The big stuff

There is no fundamental technical reason why PV modules are the size and shape that they are. Many different sizes and shapes have been used over time, from the very small solar cells in electronic devices and concentrating photovoltaic applications to the enormous, wing-like panels adorning spacecraft.

For most residential, commercial and utility-scale applications, the crystalline silicon (c-Si) industry has settled on 156 mm square cells arrayed in 60- or sometimes 72-cell modules, to end up with 1 x 1.65 meters as standard dimensions. These weigh 18-22 kilograms, with glass-glass modules weighing slightly more. This is light enough to be carried by a single worker, though often two workers will carry modules.

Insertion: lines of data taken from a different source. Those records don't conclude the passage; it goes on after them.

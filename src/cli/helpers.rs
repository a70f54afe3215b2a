//! Shared helper functions for CLI commands.

use std::path::Path;

use anyhow::Context;
use tokio::io::AsyncReadExt;

/// Read a file, or stdin when the path is absent or `-`.
pub async fn read_input(path: Option<&Path>) -> anyhow::Result<String> {
    match path {
        Some(p) if p != Path::new("-") => tokio::fs::read_to_string(p)
            .await
            .with_context(|| format!("Failed to read {}", p.display())),
        _ => {
            let mut buf = String::new();
            tokio::io::stdin()
                .read_to_string(&mut buf)
                .await
                .context("Failed to read stdin")?;
            Ok(buf)
        }
    }
}

/// Pretty JSON for stdout.
pub fn to_pretty_json<T: serde::Serialize>(value: &T) -> anyhow::Result<String> {
    serde_json::to_string_pretty(value).context("Failed to serialize output")
}
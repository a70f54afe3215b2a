//! CLI commands implementation.
//!
//! This module contains the CLI parser and dispatches to command-specific modules.

mod config_cmd;
mod extract;
mod fetch;
mod repair;

use std::path::PathBuf;

use clap::{Parser, Subcommand, ValueEnum};

use crate::config::Config;

#[derive(Parser)]
#[command(name = "recipe")]
#[command(about = "Recipe acquisition: fetch pages past bot walls and normalize LLM recipe output")]
#[command(version)]
pub struct Cli {
    /// Config file path (overrides auto-discovery)
    #[arg(short, long, global = true)]
    config: Option<PathBuf>,

    /// Enable verbose logging
    #[arg(short, long, global = true)]
    pub verbose: bool,

    #[command(subcommand)]
    command: Commands,
}

/// Check if verbose mode is enabled (for early logging setup).
pub fn is_verbose() -> bool {
    std::env::args().any(|arg| arg == "-v" || arg == "--verbose")
}

#[derive(Subcommand)]
enum Commands {
    /// Fetch readable text for a URL, escalating through the fetch tiers
    Fetch {
        url: String,
        /// Print the per-tier attempt trace as JSON on stderr
        #[arg(long)]
        trace: bool,
    },

    /// Classify text as real content or a block page
    Classify {
        /// Input file (stdin when omitted or "-")
        file: Option<PathBuf>,
    },

    /// Recover JSON from raw model output
    Repair {
        /// Input file (stdin when omitted or "-")
        file: Option<PathBuf>,
        /// Report the tier that produced valid JSON
        #[arg(long)]
        tier: bool,
    },

    /// Repair and normalize model output into a canonical recipe
    Normalize {
        /// Input file (stdin when omitted or "-")
        file: Option<PathBuf>,
        /// Source URL to record on the recipe
        #[arg(long)]
        source: Option<String>,
    },

    /// Run the full pipeline on a URL or on a text file
    Extract {
        /// Recipe page URL
        #[arg(required_unless_present = "text", conflicts_with = "text")]
        url: Option<String>,
        /// Extract from a text file instead ("-" for stdin)
        #[arg(long)]
        text: Option<PathBuf>,
    },

    /// Configuration management
    Config {
        #[command(subcommand)]
        command: ConfigCommands,
    },
}

#[derive(Subcommand)]
enum ConfigCommands {
    /// Print the effective configuration (API keys redacted)
    Show {
        #[arg(long, value_enum, default_value = "toml")]
        format: ConfigFormat,
    },
}

#[derive(Debug, Clone, Copy, PartialEq, Eq, ValueEnum)]
pub enum ConfigFormat {
    Toml,
    Json,
}

/// Parse arguments, load configuration, and run the chosen command.
pub async fn run() -> anyhow::Result<()> {
    let cli = Cli::parse();
    let config = Config::resolve(cli.config.as_deref()).await?;

    match cli.command {
        Commands::Fetch { url, trace } => fetch::cmd_fetch(&config, &url, trace).await,
        Commands::Classify { file } => fetch::cmd_classify(&config, file.as_deref()).await,
        Commands::Repair { file, tier } => repair::cmd_repair(file.as_deref(), tier).await,
        Commands::Normalize { file, source } => {
            repair::cmd_normalize(&config, file.as_deref(), source.as_deref()).await
        }
        Commands::Extract { url, text } => {
            extract::cmd_extract(&config, url.as_deref(), text.as_deref()).await
        }
        Commands::Config { command } => match command {
            ConfigCommands::Show { format } => config_cmd::cmd_config_show(&config, format),
        },
    }
}

#[cfg(test)]
mod tests {
    use super::*;
    use clap::CommandFactory;

    #[test]
    fn test_cli_is_well_formed() {
        Cli::command().debug_assert();
    }

    #[test]
    fn test_extract_needs_url_or_text() {
        assert!(Cli::try_parse_from(["recipe", "extract"]).is_err());
        assert!(Cli::try_parse_from(["recipe", "extract", "https://x.com/r"]).is_ok());
        assert!(Cli::try_parse_from(["recipe", "extract", "--text", "r.txt"]).is_ok());
        assert!(Cli::try_parse_from(["recipe", "extract", "https://x.com", "--text", "r.txt"]).is_err());
    }

    #[test]
    fn test_global_flags() {
        let cli = Cli::try_parse_from(["recipe", "repair", "-", "--tier", "-v", "-c", "r.toml"]).unwrap();
        assert!(cli.verbose);
        assert_eq!(cli.config, Some(PathBuf::from("r.toml")));
        assert!(matches!(cli.command, Commands::Repair { tier: true, .. }));
    }
}
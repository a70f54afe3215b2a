//! recipe - fetch recipe pages past bot walls and normalize LLM recipe output.

use recipe_acquire::cli;
use tracing_subscriber::{layer::SubscriberExt, util::SubscriberInitExt};

#[tokio::main]
async fn main() -> anyhow::Result<()> {
    // Load .env file if present (before anything else)
    let _ = dotenvy::dotenv();

    // Initialize logging based on verbosity
    let default_filter = if cli::is_verbose() {
        "recipe_acquire=info"
    } else {
        "recipe_acquire=warn"
    };

    tracing_subscriber::registry()
        .with(
            tracing_subscriber::EnvFilter::try_from_default_env()
                .unwrap_or_else(|_| default_filter.into()),
        )
        .with(tracing_subscriber::fmt::layer().with_writer(std::io::stderr))
        .init();

    cli::run().await
}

And when larger c-Si modules are made, the sizes grow by 12 cells – a number determined by bypass diodes, which makes the format fairly standard across manufacturers.

But unlike c-Si, thin film modules have no such limitations. They can and have been made in many sizes. The two largest thin film companies – First Solar and Solar Frontier – have for decades produced PV modules that are smaller than standard c-Si format. Solar Frontier, the CIGS market leader, makes a 0.98 x 1.26 meter module, roughly the same width, but much shorter than a standard 60-cell c-Si module.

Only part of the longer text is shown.